**PROBLEM**
Provide only the number of lines in the records below that contain "RegexBuilder".

───── DATA EXTRACTS

//! Inventory storage and the read-only view consumed by conditions.
//!
//! Conditions never mutate inventories; the mutators here exist so that
//! registries and tests can build state. Absence of an entry is a valid
//! zero-quantity result, never an error.

use std::collections::BTreeMap;

/// Per-item inventory record.
///
/// The record may grow additional fields (durability, bind state, ...);
/// conditions only read `quantity`.
#[derive(Clone, Copy, Debug, PartialEq, Eq)]
#[cfg_attr(feature = "serde", derive(serde::Serialize, serde::Deserialize))]
pub struct ItemEntry {
    pub quantity: u32,
}

impl ItemEntry {
    pub const fn new(quantity: u32) -> Self {
        Self { quantity }
    }
}

/// Read-only inventory access consumed by condition evaluation.
///
/// Object-safe so registries can hand out `&dyn InventoryView` without
/// exposing their storage.
pub trait InventoryView {
    /// Returns the held quantity of `item_id`, or 0 if there is no entry.
    fn quantity_of(&self, item_id: &str) -> u32;
}

/// Mapping from item identifier to its inventory record.
///
/// Backed by an ordered map so iteration (and any serialized form) is
/// deterministic.
#[derive(Clone, Debug, Default, PartialEq, Eq)]
#[cfg_attr(feature = "serde", derive(serde::Serialize, serde::Deserialize))]
pub struct Inventory {
    entries: BTreeMap<String, ItemEntry>,
}

impl Inventory {
    /// Creates an empty inventory.
    pub fn new() -> Self {
        Self::default()
    }

    /// Sets the entry for `item_id`, replacing any previous record.
    pub fn set(&mut self, item_id: impl Into<String>, quantity: u32) {
        self.entries.insert(item_id.into(), ItemEntry::new(quantity));
    }

    /// Adds `quantity` to the entry for `item_id`, creating it if absent.
    pub fn add(&mut self, item_id: impl Into<String>, quantity: u32) {
        let entry = self
            .entries
            .entry(item_id.into())
            .or_insert(ItemEntry::new(0));
        entry.quantity = entry.quantity.saturating_add(quantity);
    }

    /// Removes the entry for `item_id`, returning its record if present.
    pub fn remove(&mut self, item_id: &str) -> Option<ItemEntry> {
        self.entries.remove(item_id)
    }

    /// Returns the record for `item_id`, if any.
    pub fn entry(&self, item_id: &str) -> Option<&ItemEntry> {
        self.entries.get(item_id)
    }

    /// Returns true if the inventory holds no entries.
    pub fn is_empty(&self) -> bool {
        self.entries.is_empty()
    }

    /// Iterates over entries in item-id order.
    pub fn iter(&self) -> impl Iterator<Item = (&str, &ItemEntry)> {
        self.entries.iter().map(|(id, entry)| (id.as_str(), entry))
    }
}

impl InventoryView for Inventory {
    fn quantity_of(&self, item_id: &str) -> u32 {
        self.entries
            .get(item_id)
            .map(|entry| entry.quantity)
            .unwrap_or(0)
    }
}

#[cfg(test)]
mod tests {
    use super::*;

    #[test]
    fn absent_entry_reads_as_zero() {
        let inventory = Inventory::new();
        assert_eq!(inventory.quantity_of("item_potion"), 0);
        assert!(inventory.entry("item_potion").is_none());
    }

    #[test]
    fn set_and_read_back() {
        let mut inventory = Inventory::new();
        inventory.set("item_cherry", 5);
        assert_eq!(inventory.quantity_of("item_cherry"), 5);
        assert_eq!(inventory.entry("item_cherry"), Some(&ItemEntry::new(5)));
    }

    #[test]
    fn add_accumulates_and_saturates() {
        let mut inventory = Inventory::new();
        inventory.add("item_cherry", 3);
        inventory.add("item_cherry", 2);
        assert_eq!(inventory.quantity_of("item_cherry"), 5);

        inventory.set("item_gold", u32::MAX);
        inventory.add("item_gold", 1);
        assert_eq!(inventory.quantity_of("item_gold"), u32::MAX);
    }

    #[test]
    fn remove_clears_entry() {
        let mut inventory = Inventory::new();
        inventory.set("item_map", 1);
        assert_eq!(inventory.remove("item_map"), Some(ItemEntry::new(1)));
        assert_eq!(inventory.quantity_of("item_map"), 0);
        assert!(inventory.is_empty());
    }

    #[test]
    fn iteration_is_ordered_by_item_id() {
        let mut inventory = Inventory::new();
        inventory.set("item_b", 2);
        inventory.set("item_a", 1);
        inventory.set("item_c", 3);
        let ids: Vec<&str> = inventory.iter().map(|(id, _)| id).collect();
        assert_eq!(ids, vec!["item_a", "item_b", "item_c"]);
    }
}
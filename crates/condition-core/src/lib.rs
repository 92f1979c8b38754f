//! Parameterized inventory predicates for event and rules engines.
//!
//! `condition-core` defines the inventory quantity check: given an actor
//! reference, an item identifier, a comparison operator, and a threshold
//! quantity, resolve the actor's held quantity and report whether the
//! comparison holds. Evaluation is pure and synchronous; actor resolution is
//! injected through the [`ActorRegistry`] trait, and all state is read fresh
//! per call.
pub mod condition;
pub mod error;
pub mod inventory;
pub mod operator;
pub mod params;
pub mod registry;

pub use condition::{EventCondition, HasItemCondition, evaluate};
pub use error::{ConditionError, ErrorSeverity};
pub use inventory::{Inventory, InventoryView, ItemEntry};
pub use operator::CompareOp;
pub use params::CheckRequest;
pub use registry::{ActorRegistry, PLAYER_REF};
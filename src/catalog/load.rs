//! Bulk import of source rows from a JSON document.

use crate::core::broker::DbBroker;
use crate::core::db;
use crate::core::error::CatalogError;
use crate::core::store::Store;
use rusqlite::{Connection, params};
use serde::{Deserialize, Serialize};
use std::fs;
use std::path::Path;

#[derive(Debug, Clone, Default, Serialize, Deserialize)]
#[serde(default)]
pub struct CatalogRows {
    pub embankments: Vec<EmbankmentRow>,
    pub locks: Vec<LockRow>,
    pub outlets: Vec<OutletRow>,
    pub turbines: Vec<TurbineRow>,
}

#[derive(Debug, Clone, Serialize, Deserialize)]
pub struct EmbankmentRow {
    pub office_id: String,
    pub embankment_location_id: String,
    pub project_id: String,
    pub unit_system: String,
    #[serde(default)]
    pub structure_type: Option<String>,
}

#[derive(Debug, Clone, Serialize, Deserialize)]
pub struct LockRow {
    pub db_office_id: String,
    pub lock_id: String,
    pub project_id: String,
    #[serde(default)]
    pub lock_width: Option<f64>,
    #[serde(default)]
    pub lock_length: Option<f64>,
}

#[derive(Debug, Clone, Serialize, Deserialize)]
pub struct OutletRow {
    pub office_id: String,
    pub outlet_id: String,
    pub project_id: String,
    #[serde(default)]
    pub rating_group_id: Option<String>,
    #[serde(default)]
    pub opening_unit_en: Option<String>,
    #[serde(default)]
    pub opening_unit_si: Option<String>,
}

#[derive(Debug, Clone, Serialize, Deserialize)]
pub struct TurbineRow {
    pub office_id: String,
    pub turbine_id: String,
    pub project_id: String,
    #[serde(default)]
    pub turbine_capacity: Option<f64>,
}

#[derive(Debug, Clone, Default, PartialEq, Eq, Serialize)]
pub struct LoadSummary {
    pub embankments: usize,
    pub locks: usize,
    pub outlets: usize,
    pub turbines: usize,
}

pub fn read_rows_file(path: &Path) -> Result<CatalogRows, CatalogError> {
    let content = fs::read_to_string(path)?;
    Ok(serde_json::from_str(&content)?)
}

/// Insert every row in one transaction; nothing is written if any insert fails.
pub fn load_rows(store: &Store, rows: &CatalogRows) -> Result<LoadSummary, CatalogError> {
    let broker = DbBroker::new(store);
    broker.with_conn(&db::catalog_db_path(store), "catalog", "catalog.load", |conn| {
        let tx = conn.unchecked_transaction()?;
        let summary = insert_rows(&tx, rows)?;
        tx.commit()?;
        tracing::info!(
            embankments = summary.embankments,
            locks = summary.locks,
            outlets = summary.outlets,
            turbines = summary.turbines,
            "loaded catalog rows"
        );
        Ok(summary)
    })
}

fn insert_rows(conn: &Connection, rows: &CatalogRows) -> Result<LoadSummary, CatalogError> {
    let mut summary = LoadSummary::default();

    let mut stmt = conn.prepare(
        "INSERT INTO av_embankment(office_id, embankment_location_id, project_id, unit_system, structure_type) VALUES(?1, ?2, ?3, ?4, ?5)",
    )?;
    for row in &rows.embankments {
        summary.embankments += stmt.execute(params![
            row.office_id,
            row.embankment_location_id,
            row.project_id,
            row.unit_system,
            row.structure_type
        ])?;
    }

    let mut stmt = conn.prepare(
        "INSERT INTO av_lock(db_office_id, lock_id, project_id, lock_width, lock_length) VALUES(?1, ?2, ?3, ?4, ?5)",
    )?;
    for row in &rows.locks {
        summary.locks += stmt.execute(params![
            row.db_office_id,
            row.lock_id,
            row.project_id,
            row.lock_width,
            row.lock_length
        ])?;
    }

    let mut stmt = conn.prepare(
        "INSERT INTO av_outlet(office_id, outlet_id, project_id, rating_group_id, opening_unit_en, opening_unit_si) VALUES(?1, ?2, ?3, ?4, ?5, ?6)",
    )?;
    for row in &rows.outlets {
        summary.outlets += stmt.execute(params![
            row.office_id,
            row.outlet_id,
            row.project_id,
            row.rating_group_id,
            row.opening_unit_en,
            row.opening_unit_si
        ])?;
    }

    let mut stmt = conn.prepare(
        "INSERT INTO av_turbine(office_id, turbine_id, project_id, turbine_capacity) VALUES(?1, ?2, ?3, ?4)",
    )?;
    for row in &rows.turbines {
        summary.turbines += stmt.execute(params![
            row.office_id,
            row.turbine_id,
            row.project_id,
            row.turbine_capacity
        ])?;
    }

    Ok(summary)
}
use crate::core::broker::DbBroker;
use crate::core::error;
use crate::core::schemas;
use crate::core::store::Store;
use regex::RegexBuilder;
use rusqlite::Connection;
use rusqlite::functions::FunctionFlags;
use rusqlite::types::ValueRef;
use std::fs;
use std::path::PathBuf;
use std::sync::Arc;
use std::time::Duration;

type BoxError = Box<dyn std::error::Error + Send + Sync + 'static>;

/// Name of the SQL function `regexp_like(pattern, text)` registered on every connection.
pub const REGEXP_LIKE_FN: &str = "regexp_like";

pub fn db_connect(db_path: &str, busy_timeout: Duration) -> Result<Connection, error::CatalogError> {
    let conn = Connection::open(db_path)?;
    conn.busy_timeout(busy_timeout)
        .map_err(error::CatalogError::RusqliteError)?;
    conn.query_row("PRAGMA journal_mode=WAL;", [], |_| Ok(()))
        .map_err(error::CatalogError::RusqliteError)?;
    register_regexp_like(&conn)?;
    Ok(conn)
}

/// Case-insensitive, unanchored regular-expression match.
///
/// The compiled pattern is cached as auxiliary data for the lifetime of the
/// prepared statement, so a scan compiles the pattern once. A NULL subject never
/// matches. A pattern that fails to compile is reported as a user-function error.
pub fn register_regexp_like(conn: &Connection) -> Result<(), error::CatalogError> {
    conn.create_scalar_function(
        REGEXP_LIKE_FN,
        2,
        FunctionFlags::SQLITE_UTF8 | FunctionFlags::SQLITE_DETERMINISTIC,
        |ctx| {
            let re: Arc<regex::Regex> = ctx.get_or_create_aux(0, |vr| -> Result<_, BoxError> {
                Ok(RegexBuilder::new(vr.as_str()?)
                    .case_insensitive(true)
                    .build()?)
            })?;
            let text = match ctx.get_raw(1) {
                ValueRef::Null => return Ok(false),
                value => value
                    .as_str()
                    .map_err(|e| rusqlite::Error::UserFunctionError(e.into()))?,
            };
            Ok(re.is_match(text))
        },
    )?;
    Ok(())
}

pub fn catalog_db_path(store: &Store) -> PathBuf {
    store.root.join(&store.config.db_name)
}

pub fn initialize_catalog_db(store: &Store) -> Result<(), error::CatalogError> {
    fs::create_dir_all(&store.root).map_err(error::CatalogError::IoError)?;

    let broker = DbBroker::new(store);
    broker.with_conn(&catalog_db_path(store), "catalog", "catalog.init", |conn| {
        for stmt in schemas::CATALOG_DB_SCHEMA {
            conn.execute(stmt, [])?;
        }
        Ok(())
    })
}
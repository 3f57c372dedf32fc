//! Store handle for the catalog's on-disk state.

use crate::core::config::{self, CatalogConfig};
use crate::core::error::CatalogError;
use std::path::{Path, PathBuf};

/// Directory under the project root that holds the database, config and audit log.
pub const STORE_DIR_NAME: &str = ".catalog";

/// A Store is the directory holding the catalog database and its audit log,
/// together with the configuration that governs access to it.
#[derive(Debug, Clone)]
pub struct Store {
    /// Absolute path to the store root directory
    pub root: PathBuf,
    pub config: CatalogConfig,
}

impl Store {
    pub fn new(root: PathBuf, config: CatalogConfig) -> Self {
        Self { root, config }
    }

    /// Resolve `<project_root>/.catalog` and load its configuration.
    pub fn open(project_root: &Path, config_path: Option<&Path>) -> Result<Self, CatalogError> {
        let root = project_root.join(STORE_DIR_NAME);
        let config = config::load_config(&root, config_path)?;
        Ok(Self { root, config })
    }
}
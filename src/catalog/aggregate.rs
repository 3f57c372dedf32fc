//! Aggregator: folds per-kind child sets into one summary per project.

use crate::catalog::fetch::{self, ChildSource};
use crate::catalog::kind::{self, KindSet};
use crate::catalog::model::{CwmsId, ProjectChildren, ProjectChildrenBuilder};
use crate::core::broker::DbBroker;
use crate::core::db;
use crate::core::error::CatalogError;
use crate::core::store::Store;
use indexmap::IndexMap;

/// Children for every project of `office`, restricted to kinds matching `kind_pattern`.
///
/// `None` for either pattern means "match everything".
pub fn children<S>(
    source: &S,
    office: &str,
    project_like: Option<&str>,
    kind_pattern: Option<&str>,
) -> Result<Vec<ProjectChildren>, CatalogError>
where
    S: ChildSource + ?Sized,
{
    children_of_kinds(source, office, project_like, &kind::matching_kinds(kind_pattern))
}

/// Kinds are read in [`Kind::ALL`](crate::catalog::kind::Kind::ALL) order regardless
/// of set iteration order. A project takes its position from the first kind that
/// reports it. The first fetch error aborts the whole call.
pub fn children_of_kinds<S>(
    source: &S,
    office: &str,
    project_like: Option<&str>,
    kinds: &KindSet,
) -> Result<Vec<ProjectChildren>, CatalogError>
where
    S: ChildSource + ?Sized,
{
    let mut builders: IndexMap<String, ProjectChildrenBuilder> = IndexMap::new();

    for kind in kind::ordered(kinds) {
        let Some(handler) = fetch::handler(kind) else {
            continue;
        };
        let child_set = source.children_of_kind(kind, office, project_like)?;
        if child_set.is_empty() {
            continue;
        }

        for (project_id, ids) in child_set {
            let builder = builders
                .entry(project_id.clone())
                .or_insert_with(|| ProjectChildrenBuilder::new(CwmsId::new(office, project_id)));
            (handler.attach)(builder, ids);
        }
    }

    tracing::debug!(office, projects = builders.len(), "aggregated project children");
    Ok(builders
        .into_values()
        .map(ProjectChildrenBuilder::build)
        .collect())
}

/// A catalog query as issued by a caller.
#[derive(Debug, Clone, Default)]
pub struct ChildrenRequest {
    pub office: String,
    pub project_like: Option<String>,
    pub kinds: KindSelection,
}

#[derive(Debug, Clone, Default)]
pub enum KindSelection {
    /// Every kind.
    #[default]
    All,
    /// Kinds whose name matches a case-insensitive pattern.
    Pattern(String),
    /// An explicit selection.
    Kinds(KindSet),
}

impl KindSelection {
    pub fn resolve(&self) -> KindSet {
        match self {
            KindSelection::All => kind::matching_kinds(None),
            KindSelection::Pattern(pattern) => kind::matching_kinds(Some(pattern)),
            KindSelection::Kinds(kinds) => kinds.clone(),
        }
    }
}

/// Run a request against the store's catalog database.
///
/// All kind reads share one read transaction, so they see a single snapshot.
pub fn catalog_children(
    store: &Store,
    request: &ChildrenRequest,
) -> Result<Vec<ProjectChildren>, CatalogError> {
    if request.office.trim().is_empty() {
        return Err(CatalogError::ValidationError("office is required".into()));
    }

    let kinds = request.kinds.resolve();
    let broker = DbBroker::new(store);
    broker.with_conn(&db::catalog_db_path(store), "catalog", "catalog.children", |conn| {
        let tx = conn.unchecked_transaction()?;
        let result = children_of_kinds(
            &*tx,
            &request.office,
            request.project_like.as_deref(),
            &kinds,
        )?;
        tx.commit()?;
        Ok(result)
    })
}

──────────

**EXERCISE RESULT**
2